## Dataset entries
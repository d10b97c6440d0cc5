//! search — grid estimation, model selection, and rolling refits.
//!
//! Purpose
//! -------
//! Fit a fixed list of ARMA-eGARCH candidates on the training returns, rank
//! them by an information criterion, and optionally evaluate a chosen
//! specification out of sample with expanding-window refits.
//!
//! Key behaviors
//! -------------
//! - [`fit_grid`] returns one fitted model per grid entry in grid order,
//!   sequentially or on the rayon pool.
//! - [`select`] picks the converged model with the smallest score; ties go
//!   to the earliest grid entry.
//! - [`rolling_forecast`] refits per roll and pairs each forecast with the
//!   realised returns.
pub mod errors;
pub mod grid;
pub mod rolling;
pub mod selection;

pub use self::errors::{SearchError, SearchResult};
pub use self::grid::{SearchOptions, fit_grid};
pub use self::rolling::{RollingForecast, RollingOptions, rolling_forecast};
pub use self::selection::select;

pub mod prelude {
    pub use super::errors::{SearchError, SearchResult};
    pub use super::grid::{SearchOptions, fit_grid};
    pub use super::rolling::{RollingForecast, RollingOptions, rolling_forecast};
    pub use super::selection::select;
}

## Work order
Each record, exactly as written, is to be printed again.

## Exercise output
repository d10b97c6440d0cc5
//! search — grid estimation, model selection, and rolling refits.
//!
//! Purpose
//! -------
//! Fit a fixed list of ARMA-eGARCH candidates on the training returns, rank
//! them by an information criterion, and optionally evaluate a chosen
//! specification out of sample with expanding-window refits.
//!
//! Key behaviors
//! -------------
//! - [`fit_grid`] returns one fitted model per grid entry in grid order,
//!   sequentially or on the rayon pool.
//! - [`select`] picks the converged model with the smallest score; ties go
//!   to the earliest grid entry.
//! - [`rolling_forecast`] refits per roll and pairs each forecast with the
//!   realised returns.
pub mod errors;
pub mod grid;
pub mod rolling;
pub mod selection;

pub use self::errors::{SearchError, SearchResult};
pub use self::grid::{SearchOptions, fit_grid};
pub use self::rolling::{RollingForecast, RollingOptions, rolling_forecast};
pub use self::selection::select;

pub mod prelude {
    pub use super::errors::{SearchError, SearchResult};
    pub use super::grid::{SearchOptions, fit_grid};
    pub use super::rolling::{RollingForecast, RollingOptions, rolling_forecast};
    pub use super::selection::select;
}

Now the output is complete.